▶ _Problem to work on_: Repeat the records below exactly, beginning at the first line and finishing with the line that contains "based on level".

▶ _Provided information_:
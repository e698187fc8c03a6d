// SPDX-License-Identifier: MPL-2.0

use crate::palette::PaletteKind;
use cosmic::cosmic_config::{self, cosmic_config_derive::CosmicConfigEntry, CosmicConfigEntry};

#[derive(Debug, Clone, CosmicConfigEntry, Eq, PartialEq)]
#[version = 1]
pub struct Config {
    /// Palette the picker draws its options from
    pub palette: PaletteKind,
    /// Whether option rows also show the value next to the label
    pub show_values: bool,
}

impl Default for Config {
    fn default() -> Self {
        Self {
            palette: PaletteKind::Basic,
            show_values: false,
        }
    }
}

#[cfg(test)]
mod tests {
    use super::*;

    #[test]
    fn test_defaults() {
        let config = Config::default();
        assert_eq!(config.palette, PaletteKind::Basic);
        assert!(!config.show_values);
    }
}
// SPDX-License-Identifier: MPL-2.0

//! Shared widgets for the Swatch application pages.

use crate::app::{Message, Notification, NotificationLevel};
use cosmic::iced::{Alignment, Length};
use cosmic::prelude::*;
use cosmic::widget::{self, icon};

/// Notification toast widget
pub fn notification_toast(notification: &Notification) -> Element<'_, Message> {
    let id = notification.id;

    // Icon based on level
    let level_icon = match notification.level {
        NotificationLevel::Info => icon::from_name("dialog-information-symbolic").size(20),
        NotificationLevel::Success => icon::from_name("object-select-symbolic").size(20),
        NotificationLevel::Warning => icon::from_name("dialog-warning-symbolic").size(20),
        NotificationLevel::Error => icon::from_name("dialog-error-symbolic").size(20),
    };

    // Content row with icon, text, and buttons
    let content = widget::row::with_capacity(4)
        .push(level_icon)
        .push(
            widget::column::with_capacity(2)
                .push(widget::text::body(&notification.title))
                .push_maybe(if notification.message.is_empty() {
                    None
                } else {
                    Some(widget::text::caption(&notification.message))
                })
                .spacing(2)
                .width(Length::Fill),
        )
        .push(
            widget::button::icon(icon::from_name("edit-copy-symbolic"))
                .on_press(Message::CopyNotification(id))
                .class(cosmic::theme::Button::Standard),
        )
        .push(
            widget::button::icon(icon::from_name("window-close-symbolic"))
                .on_press(Message::DismissNotification(id))
                .class(cosmic::theme::Button::Standard),
        )
        .spacing(8)
        .align_y(Alignment::Center);

    widget::container(content)
        .padding(12)
        .width(Length::Fixed(400.0))
        .class(cosmic::style::Container::Card)
        .into()
}
// SPDX-License-Identifier: MPL-2.0

//! State management for the search select widget.

use super::item::SelectOption;
use super::message::SearchSelectMessage;

/// What the option list should display for the current state.
#[derive(Debug, Clone, PartialEq, Eq)]
pub enum ListContents<'a> {
    /// Options whose label matched the search text.
    Filtered(Vec<&'a SelectOption>),
    /// The full catalog, shown while a selection is committed so the user
    /// can re-browse every option.
    Browse(&'a [SelectOption]),
    /// Nothing matched and nothing is committed.
    NoMatches,
}

/// State for the search select widget.
///
/// This state is owned by the parent component and passed to the widget.
/// All transitions run synchronously through [`SearchSelectState::apply`];
/// the returned value, when present, is the committed selection the host
/// should act on.
#[derive(Debug, Clone, Default)]
pub struct SearchSelectState {
    /// The catalog of selectable options, fixed between host resets.
    pub options: Vec<SelectOption>,
    /// Current contents of the search input.
    pub search: String,
    /// Last committed value, if any.
    pub selected: Option<String>,
    /// Whether the option list is visible.
    pub open: bool,
}

impl SearchSelectState {
    /// Creates a new state over the given catalog, with the input empty,
    /// nothing committed, and the list closed.
    pub fn new(options: Vec<SelectOption>) -> Self {
        Self {
            options,
            search: String::new(),
            selected: None,
            open: false,
        }
    }

    /// Replaces the catalog and resets all interaction state.
    pub fn set_options(&mut self, options: Vec<SelectOption>) {
        self.options = options;
        self.search.clear();
        self.selected = None;
        self.open = false;
    }

    /// Applies a widget message and returns the committed value when the
    /// message was a selection. Every confirmed selection yields exactly one
    /// value; all other messages yield `None`.
    pub fn apply(&mut self, message: SearchSelectMessage) -> Option<String> {
        match message {
            SearchSelectMessage::InputPressed => {
                self.toggle_open();
                None
            }
            SearchSelectMessage::SearchChanged(text) => {
                self.search_edited(text);
                None
            }
            SearchSelectMessage::OptionSelected(option) => Some(self.select(option)),
            SearchSelectMessage::Clear => {
                self.clear();
                None
            }
            SearchSelectMessage::AreaPressed => None,
            SearchSelectMessage::Dismiss => {
                self.dismiss();
                None
            }
        }
    }

    /// Toggles the option list's visibility.
    pub fn toggle_open(&mut self) {
        self.open = !self.open;
    }

    /// Closes the option list. A no-op when it is already closed.
    pub fn dismiss(&mut self) {
        self.open = false;
    }

    /// Records an edit of the search text.
    ///
    /// Replacement text shorter than the current search text means the user
    /// deleted something; that performs the same full reset as the clear
    /// button rather than keeping the remainder. Any other edit only updates
    /// the search text; it never opens or closes the list and never touches
    /// a committed selection.
    pub fn search_edited(&mut self, text: String) {
        if text.len() < self.search.len() {
            self.clear();
        } else {
            self.search = text;
        }
    }

    /// Commits an option: the search text and selection take its value, the
    /// list closes, and the value is returned for the host.
    pub fn select(&mut self, option: SelectOption) -> String {
        self.search = option.value.clone();
        self.selected = Some(option.value.clone());
        self.open = false;
        option.value
    }

    /// Empties the search text and the committed selection. The list's
    /// visibility is left as it is.
    pub fn clear(&mut self) {
        self.search.clear();
        self.selected = None;
    }

    /// Returns the committed value, if any.
    pub fn selected_value(&self) -> Option<&str> {
        self.selected.as_deref()
    }

    /// Options whose label contains the search text, case-insensitively.
    pub fn filtered(&self) -> Vec<&SelectOption> {
        self.options
            .iter()
            .filter(|option| option.matches(&self.search))
            .collect()
    }

    /// What the list should display right now.
    ///
    /// While a selection is committed the full catalog is listed, letting the
    /// user re-browse every option with the chosen one marked. Otherwise the
    /// filtered subset is listed, or the no-matches row when it is empty.
    pub fn visible(&self) -> ListContents<'_> {
        if self.selected.is_some() {
            return ListContents::Browse(&self.options);
        }

        let filtered = self.filtered();
        if filtered.is_empty() {
            ListContents::NoMatches
        } else {
            ListContents::Filtered(filtered)
        }
    }

    /// Returns true if `option` should be rendered as the active row:
    /// the committed value while browsing, or a literal match of the search
    /// text while filtering.
    pub fn is_marked(&self, option: &SelectOption) -> bool {
        match &self.selected {
            Some(value) => option.value == *value,
            None => !self.search.is_empty() && option.value == self.search,
        }
    }
}

#[cfg(test)]
mod tests {
    use super::*;

    fn colors() -> Vec<SelectOption> {
        vec![
            SelectOption::labeled("Red"),
            SelectOption::labeled("Blue"),
            SelectOption::labeled("Green"),
        ]
    }

    fn labels(contents: &ListContents<'_>) -> Vec<String> {
        match contents {
            ListContents::Filtered(options) => {
                options.iter().map(|o| o.label.clone()).collect()
            }
            ListContents::Browse(options) => options.iter().map(|o| o.label.clone()).collect(),
            ListContents::NoMatches => Vec::new(),
        }
    }

    #[test]
    fn test_new_state() {
        let state = SearchSelectState::new(colors());

        assert_eq!(state.options.len(), 3);
        assert!(state.search.is_empty());
        assert!(state.selected.is_none());
        assert!(!state.open);
    }

    #[test]
    fn test_filter_is_case_insensitive_substring() {
        let mut state = SearchSelectState::new(colors());

        state.apply(SearchSelectMessage::SearchChanged("bl".into()));
        assert_eq!(labels(&state.visible()), vec!["Blue"]);

        state.search = String::new();
        state.apply(SearchSelectMessage::SearchChanged("RE".into()));
        assert_eq!(labels(&state.visible()), vec!["Red", "Green"]);
    }

    #[test]
    fn test_empty_search_lists_everything() {
        let state = SearchSelectState::new(colors());
        assert_eq!(labels(&state.visible()), vec!["Red", "Blue", "Green"]);
    }

    #[test]
    fn test_no_matches_row() {
        let mut state = SearchSelectState::new(colors());
        state.apply(SearchSelectMessage::SearchChanged("magenta".into()));
        assert_eq!(state.visible(), ListContents::NoMatches);
    }

    #[test]
    fn test_empty_catalog_never_matches() {
        let mut state = SearchSelectState::new(Vec::new());
        assert_eq!(state.visible(), ListContents::NoMatches);

        state.apply(SearchSelectMessage::SearchChanged("anything".into()));
        assert_eq!(state.visible(), ListContents::NoMatches);
    }

    #[test]
    fn test_input_press_toggles_list() {
        let mut state = SearchSelectState::new(colors());

        assert_eq!(state.apply(SearchSelectMessage::InputPressed), None);
        assert!(state.open);

        assert_eq!(state.apply(SearchSelectMessage::InputPressed), None);
        assert!(!state.open);
    }

    #[test]
    fn test_typing_does_not_toggle_list() {
        let mut state = SearchSelectState::new(colors());
        state.apply(SearchSelectMessage::InputPressed);

        state.apply(SearchSelectMessage::SearchChanged("gr".into()));
        assert!(state.open);

        state.dismiss();
        state.apply(SearchSelectMessage::SearchChanged("gre".into()));
        assert!(!state.open);
    }

    #[test]
    fn test_select_commits_and_closes() {
        let mut state = SearchSelectState::new(colors());
        state.apply(SearchSelectMessage::InputPressed);

        let committed = state.apply(SearchSelectMessage::OptionSelected(
            SelectOption::labeled("Blue"),
        ));

        assert_eq!(committed.as_deref(), Some("Blue"));
        assert_eq!(state.selected_value(), Some("Blue"));
        assert_eq!(state.search, "Blue");
        assert!(!state.open);
    }

    #[test]
    fn test_only_selection_yields_a_value() {
        let mut state = SearchSelectState::new(colors());

        assert_eq!(state.apply(SearchSelectMessage::InputPressed), None);
        assert_eq!(
            state.apply(SearchSelectMessage::SearchChanged("re".into())),
            None
        );
        assert_eq!(state.apply(SearchSelectMessage::AreaPressed), None);
        assert_eq!(state.apply(SearchSelectMessage::Dismiss), None);
        assert_eq!(state.apply(SearchSelectMessage::Clear), None);
    }

    #[test]
    fn test_committed_selection_browses_full_catalog() {
        let mut state = SearchSelectState::new(colors());

        state.apply(SearchSelectMessage::SearchChanged("bl".into()));
        state.apply(SearchSelectMessage::OptionSelected(SelectOption::labeled(
            "Blue",
        )));
        state.apply(SearchSelectMessage::InputPressed);

        assert_eq!(labels(&state.visible()), vec!["Red", "Blue", "Green"]);
        assert!(state.is_marked(&SelectOption::labeled("Blue")));
        assert!(!state.is_marked(&SelectOption::labeled("Red")));
    }

    #[test]
    fn test_browse_mode_survives_further_typing() {
        let mut state = SearchSelectState::new(colors());

        state.apply(SearchSelectMessage::OptionSelected(SelectOption::labeled(
            "Blue",
        )));
        state.apply(SearchSelectMessage::SearchChanged("Bluex".into()));

        assert_eq!(state.selected_value(), Some("Blue"));
        assert_eq!(labels(&state.visible()), vec!["Red", "Blue", "Green"]);
    }

    #[test]
    fn test_clear_resets_search_and_selection() {
        let mut state = SearchSelectState::new(colors());
        state.apply(SearchSelectMessage::InputPressed);
        state.apply(SearchSelectMessage::OptionSelected(SelectOption::labeled(
            "Green",
        )));
        state.apply(SearchSelectMessage::InputPressed);

        assert_eq!(state.apply(SearchSelectMessage::Clear), None);

        assert!(state.search.is_empty());
        assert!(state.selected.is_none());
        // Clearing leaves the list visibility alone.
        assert!(state.open);
        assert_eq!(labels(&state.visible()), vec!["Red", "Blue", "Green"]);
    }

    #[test]
    fn test_deleting_edit_performs_full_reset() {
        let mut state = SearchSelectState::new(colors());
        state.apply(SearchSelectMessage::OptionSelected(SelectOption::labeled(
            "Green",
        )));

        // Backspace in the input reports the text minus one character.
        state.apply(SearchSelectMessage::SearchChanged("Gree".into()));

        assert!(state.search.is_empty());
        assert!(state.selected.is_none());
    }

    #[test]
    fn test_lengthening_edit_keeps_selection() {
        let mut state = SearchSelectState::new(colors());
        state.apply(SearchSelectMessage::OptionSelected(SelectOption::labeled(
            "Red",
        )));

        state.apply(SearchSelectMessage::SearchChanged("Reds".into()));

        assert_eq!(state.search, "Reds");
        assert_eq!(state.selected_value(), Some("Red"));
    }

    #[test]
    fn test_dismiss_closes_regardless_of_state() {
        let mut state = SearchSelectState::new(colors());

        state.apply(SearchSelectMessage::Dismiss);
        assert!(!state.open);

        state.apply(SearchSelectMessage::InputPressed);
        state.apply(SearchSelectMessage::SearchChanged("gr".into()));
        state.apply(SearchSelectMessage::Dismiss);
        assert!(!state.open);
        assert_eq!(state.search, "gr");
    }

    #[test]
    fn test_area_press_changes_nothing() {
        let mut state = SearchSelectState::new(colors());
        state.apply(SearchSelectMessage::InputPressed);
        state.apply(SearchSelectMessage::SearchChanged("bl".into()));

        let before = state.clone();
        state.apply(SearchSelectMessage::AreaPressed);

        assert_eq!(state.search, before.search);
        assert_eq!(state.selected, before.selected);
        assert_eq!(state.open, before.open);
    }

    #[test]
    fn test_marked_row_follows_search_while_filtering() {
        let mut state = SearchSelectState::new(colors());

        state.apply(SearchSelectMessage::SearchChanged("Blue".into()));
        assert!(state.is_marked(&SelectOption::labeled("Blue")));

        state.search = String::new();
        assert!(!state.is_marked(&SelectOption::labeled("Blue")));
    }

    #[test]
    fn test_set_options_resets_interaction_state() {
        let mut state = SearchSelectState::new(colors());
        state.apply(SearchSelectMessage::InputPressed);
        state.apply(SearchSelectMessage::OptionSelected(SelectOption::labeled(
            "Red",
        )));

        state.set_options(vec![SelectOption::labeled("Cyan")]);

        assert!(state.search.is_empty());
        assert!(state.selected.is_none());
        assert!(!state.open);
        assert_eq!(labels(&state.visible()), vec!["Cyan"]);
    }

    #[test]
    fn test_pick_then_reopen_then_clear() {
        let mut state = SearchSelectState::new(colors());

        state.apply(SearchSelectMessage::SearchChanged("bl".into()));
        assert_eq!(labels(&state.visible()), vec!["Blue"]);

        let committed = state.apply(SearchSelectMessage::OptionSelected(
            SelectOption::labeled("Blue"),
        ));
        assert_eq!(committed.as_deref(), Some("Blue"));
        assert!(!state.open);

        state.apply(SearchSelectMessage::InputPressed);
        assert!(state.open);
        assert_eq!(labels(&state.visible()), vec!["Red", "Blue", "Green"]);
        assert!(state.is_marked(&SelectOption::labeled("Blue")));

        state.apply(SearchSelectMessage::Clear);
        assert!(state.search.is_empty());
        assert!(state.selected.is_none());
        assert_eq!(labels(&state.visible()), vec!["Red", "Blue", "Green"]);
    }
}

▶ _Solved problem_:
repository e698187fc8c03a6d
// SPDX-License-Identifier: MPL-2.0

use crate::palette::PaletteKind;
use cosmic::cosmic_config::{self, cosmic_config_derive::CosmicConfigEntry, CosmicConfigEntry};

#[derive(Debug, Clone, CosmicConfigEntry, Eq, PartialEq)]
#[version = 1]
pub struct Config {
    /// Palette the picker draws its options from
    pub palette: PaletteKind,
    /// Whether option rows also show the value next to the label
    pub show_values: bool,
}

impl Default for Config {
    fn default() -> Self {
        Self {
            palette: PaletteKind::Basic,
            show_values: false,
        }
    }
}

#[cfg(test)]
mod tests {
    use super::*;

    #[test]
    fn test_defaults() {
        let config = Config::default();
        assert_eq!(config.palette, PaletteKind::Basic);
        assert!(!config.show_values);
    }
}
// SPDX-License-Identifier: MPL-2.0

//! Shared widgets for the Swatch application pages.

use crate::app::{Message, Notification, NotificationLevel};
use cosmic::iced::{Alignment, Length};
use cosmic::prelude::*;
use cosmic::widget::{self, icon};

/// Notification toast widget
pub fn notification_toast(notification: &Notification) -> Element<'_, Message> {
    let id = notification.id;

    // Icon based on level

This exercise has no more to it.